Quelle articulation entre une assignation à résidence et un placement en centre de rétention administrative ?

Présentée comme une « alternative » à la rétention, l’AAR fait en réalité partie d’une « boîte à outils » dans laquelle la préfecture puise indifféremment pour effectuer les expulsions.

  • Une personne peut être enfermée dans un centre de rétention administrative (CRA) durant ou à l’issue de son assignation à résidence.

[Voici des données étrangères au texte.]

//! The boundary between built requests and the store client.
//!
//! Store failures that the adapters recover from locally get their own
//! variants; everything else passes through opaquely.

use crate::request;

use async_trait::async_trait;
use aws_sdk_dynamodb::{
    Client,
    error::{ProvideErrorMetadata, SdkError},
    types,
};

/// Message prefix the store uses to reject an update whose document path
/// does not exist yet.
const INVALID_UPDATE_PATH: &str =
    "The document path provided in the update expression is invalid for update";

/// A failed round trip, pre-classified for the adapters.
#[derive(Debug, thiserror::Error)]
pub enum TransportError {
    /// The write's guard condition did not hold.
    #[error("conditional check failed")]
    ConditionalCheckFailed,

    /// The update targeted a document path that does not exist on the item.
    #[error("document path is invalid for update")]
    InvalidUpdatePath,

    /// Any other store or network failure.
    #[error(transparent)]
    Other(#[from] Box<dyn std::error::Error + Send + Sync>),
}

/// Executes prepared requests against the store.
///
/// The adapters depend on this trait only, so tests can swap in a scripted
/// implementation. Implementations must be `Debug` so the adapters holding
/// them can be too.
#[async_trait]
pub trait Transport: Send + Sync + std::fmt::Debug {
    /// Read a single item; `None` when the key matches nothing.
    async fn get_item(
        &self,
        request: request::GetRequest,
    ) -> Result<Option<request::Item>, TransportError>;

    /// Store a full item, returning the replaced item when requested.
    async fn put_item(
        &self,
        request: request::PutRequest,
    ) -> Result<Option<request::Item>, TransportError>;

    /// Apply an update expression, returning the pre-update item when
    /// requested.
    async fn update_item(
        &self,
        request: request::UpdateRequest,
    ) -> Result<Option<request::Item>, TransportError>;

    /// Delete a single item, returning the removed item when requested.
    async fn delete_item(
        &self,
        request: request::DeleteRequest,
    ) -> Result<Option<request::Item>, TransportError>;

    /// Fetch one page of a query.
    async fn query(
        &self,
        request: request::QueryRequest,
    ) -> Result<request::QueryPage, TransportError>;

    /// Submit one batch chunk, reporting the sub-requests left unprocessed.
    async fn batch_write(
        &self,
        request: request::BatchWriteRequest,
    ) -> Result<request::BatchWriteResponse, TransportError>;
}

/// [`Transport`] over the real store client.
#[derive(Clone, Debug)]
pub struct DynamoTransport {
    client: Client,
}

impl DynamoTransport {
    /// Wrap a configured client.
    pub fn new(client: Client) -> Self {
        Self { client }
    }
}

#[async_trait]
impl Transport for DynamoTransport {
    async fn get_item(
        &self,
        request: request::GetRequest,
    ) -> Result<Option<request::Item>, TransportError> {
        let output = self
            .client
            .get_item()
            .table_name(request.table_name)
            .set_key(Some(request.key))
            .set_projection_expression(request.projection_expression)
            .set_expression_attribute_names(request.expression_attribute_names)
            .consistent_read(request.consistent_read)
            .send()
            .await
            .map_err(classify)?;
        Ok(output.item)
    }

    async fn put_item(
        &self,
        request: request::PutRequest,
    ) -> Result<Option<request::Item>, TransportError> {
        let mut builder = self
            .client
            .put_item()
            .table_name(request.table_name)
            .set_item(Some(request.item))
            .set_condition_expression(request.condition_expression)
            .set_expression_attribute_names(request.expression_attribute_names)
            .set_expression_attribute_values(request.expression_attribute_values);
        if request.return_old_values {
            builder = builder.return_values(types::ReturnValue::AllOld);
        }
        let output = builder.send().await.map_err(classify)?;
        Ok(output.attributes)
    }

    async fn update_item(
        &self,
        request: request::UpdateRequest,
    ) -> Result<Option<request::Item>, TransportError> {
        let mut builder = self
            .client
            .update_item()
            .table_name(request.table_name)
            .set_key(Some(request.key))
            .update_expression(request.update_expression)
            .set_condition_expression(request.condition_expression)
            .set_expression_attribute_names(request.expression_attribute_names)
            .set_expression_attribute_values(request.expression_attribute_values);
        if request.return_old_values {
            builder = builder.return_values(types::ReturnValue::AllOld);
        }
        let output = builder.send().await.map_err(classify)?;
        Ok(output.attributes)
    }

    async fn delete_item(
        &self,
        request: request::DeleteRequest,
    ) -> Result<Option<request::Item>, TransportError> {
        let mut builder = self
            .client
            .delete_item()
            .table_name(request.table_name)
            .set_key(Some(request.key))
            .set_condition_expression(request.condition_expression)
            .set_expression_attribute_names(request.expression_attribute_names)
            .set_expression_attribute_values(request.expression_attribute_values);
        if request.return_old_values {
            builder = builder.return_values(types::ReturnValue::AllOld);
        }
        let output = builder.send().await.map_err(classify)?;
        Ok(output.attributes)
    }

    async fn query(
        &self,
        request: request::QueryRequest,
    ) -> Result<request::QueryPage, TransportError> {
        let output = self
            .client
            .query()
            .table_name(request.table_name)
            .set_index_name(request.index_name)
            .key_condition_expression(request.key_condition_expression)
            .set_filter_expression(request.filter_expression)
            .set_projection_expression(request.projection_expression)
            .set_expression_attribute_names(request.expression_attribute_names)
            .set_expression_attribute_values(request.expression_attribute_values)
            .set_limit(request.limit)
            .scan_index_forward(request.scan_index_forward)
            .set_exclusive_start_key(request.exclusive_start_key)
            .consistent_read(request.consistent_read)
            .send()
            .await
            .map_err(classify)?;
        Ok(request::QueryPage {
            items: output.items.unwrap_or_default(),
            last_evaluated_key: output.last_evaluated_key,
        })
    }

    async fn batch_write(
        &self,
        request: request::BatchWriteRequest,
    ) -> Result<request::BatchWriteResponse, TransportError> {
        let mut writes = Vec::with_capacity(request.entries.len());
        for entry in request.entries {
            let write = match entry {
                request::BatchEntry::Put(item) => {
                    let put_request = types::PutRequest::builder()
                        .set_item(Some(item))
                        .build()
                        .map_err(box_error)?;
                    types::WriteRequest::builder()
                        .set_put_request(Some(put_request))
                        .build()
                }
                request::BatchEntry::Delete(key) => {
                    let delete_request = types::DeleteRequest::builder()
                        .set_key(Some(key))
                        .build()
                        .map_err(box_error)?;
                    types::WriteRequest::builder()
                        .set_delete_request(Some(delete_request))
                        .build()
                }
            };
            writes.push(write);
        }
        let output = self
            .client
            .batch_write_item()
            .request_items(request.table_name, writes)
            .send()
            .await
            .map_err(classify)?;
        let unprocessed = output
            .unprocessed_items
            .unwrap_or_default()
            .into_values()
            .flatten()
            .filter_map(|write| {
                if let Some(put_request) = write.put_request {
                    Some(request::BatchEntry::Put(put_request.item))
                } else {
                    write
                        .delete_request
                        .map(|delete_request| request::BatchEntry::Delete(delete_request.key))
                }
            })
            .collect();
        Ok(request::BatchWriteResponse { unprocessed })
    }
}

fn box_error(
    error: impl std::error::Error + Send + Sync + 'static,
) -> TransportError {
    TransportError::Other(Box::new(error))
}

/// Sort a failed round trip into the variants the adapters react to.
fn classify<E>(error: SdkError<E>) -> TransportError
where
    E: ProvideErrorMetadata + std::error::Error + Send + Sync + 'static,
{
    match error.code() {
        Some("ConditionalCheckFailedException") => TransportError::ConditionalCheckFailed,
        Some("ValidationException")
            if error
                .message()
                .is_some_and(|message| message.contains(INVALID_UPDATE_PATH)) =>
        {
            TransportError::InvalidUpdatePath
        }
        _ => box_error(error),
    }
}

Certaines préfectures enferment la personne la veille d’un départ programmé par avion, parce que le domicile est éloigné de l’aéroport ; et ce alors que la personne respectait scrupuleusement ses obligations dans le cadre de l’assignation à résidence. Cette pratique, illégale s’il n’est pas démontré que la personne présente un risque de soustraction à l’exécution de la décision d’éloignement ou que des faits nouveaux ont pour effet de troubler l’ordre public, facilite ainsi la tâche de l’administration pour exécuter l’expulsion (« placement de confort ») et caractérise aussi une stratégie d’évitement de la justice – puisque la personne est expulsée avant la réponse du juge des libertés et de la détention (JLD) sur son recours. Les personnes dublinées, notamment les familles, font régulièrement l’objet de tels « placements de confort ».

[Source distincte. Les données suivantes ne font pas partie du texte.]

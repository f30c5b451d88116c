use crate::builder;
use crate::expression::{condition, path, placeholders};
use crate::{request, schema};

use aws_sdk_dynamodb::types;

/// Builds a [`request::DeleteRequest`] for one table.
#[derive(Clone, Debug)]
pub struct DeleteBuilder<'a> {
    schema: &'a schema::TableSchema,
    key: request::Item,
    conditions: builder::ConditionSet,
    joiner: condition::LogicalOperator,
    return_old_values: bool,
}

impl<'a> DeleteBuilder<'a> {
    /// Start a delete against the table described by `schema`.
    pub fn new(schema: &'a schema::TableSchema) -> Self {
        Self {
            schema,
            key: request::Item::new(),
            conditions: builder::ConditionSet::default(),
            joiner: condition::LogicalOperator::And,
            return_old_values: false,
        }
    }

    /// Add one key attribute.
    pub fn key(mut self, attribute: impl Into<String>, value: types::AttributeValue) -> Self {
        self.key.insert(attribute.into(), value);
        self
    }

    /// Joiner placed before conditions added from now on.
    pub fn joiner(mut self, joiner: condition::LogicalOperator) -> Self {
        self.joiner = joiner;
        self
    }

    /// Guard the delete with a predicate on the stored item.
    pub fn condition(
        mut self,
        path: impl Into<path::Path>,
        condition: condition::Condition,
    ) -> Self {
        self.conditions.push(self.joiner, path.into(), condition);
        self
    }

    /// Ask the store to return the removed item.
    pub fn return_old_values(mut self, return_old_values: bool) -> Self {
        self.return_old_values = return_old_values;
        self
    }

    /// Render the wire request.
    pub fn build(self) -> request::DeleteRequest {
        let mut map = placeholders::AttributeMap::default();
        let condition_expression = self.conditions.render(&mut map);
        let expressions = [condition_expression.as_deref()];
        let expression_attribute_names = map.expression_attribute_names(&expressions);
        let expression_attribute_values = map.expression_attribute_values(&expressions);
        request::DeleteRequest {
            table_name: self.schema.table_name.clone(),
            key: self.key,
            condition_expression,
            expression_attribute_names,
            expression_attribute_values,
            return_old_values: self.return_old_values,
        }
    }
}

  • A l’issue de la période maximale d’enfermement au CRA (90 jours), ou à l’issue d’une libération ordonnée par un juge pendant la rétention, la préfecture peut aussi décider d’assigner à résidence la personne au lieu de la remettre totalement en liberté, pour continuer la procédure d’expulsion en la gardant sous surveillance.
  • Lorsque la préfecture demande une prolongation de l’enfermement de la personne au juge des libertés et de la détention (JLD), ce dernier peut ordonner une assignation à résidence si les conditions sont remplies (adresse affectée à l’habitation principale, remise de document de voyage à la police, acceptation de l’expulsion). Les droits et obligations restent les mêmes pour cette assignation à résidence. Cependant la durée de cette assignation à résidence judiciaire est la même que la durée de prolongation sollicitée par le ou la préfèt∙e.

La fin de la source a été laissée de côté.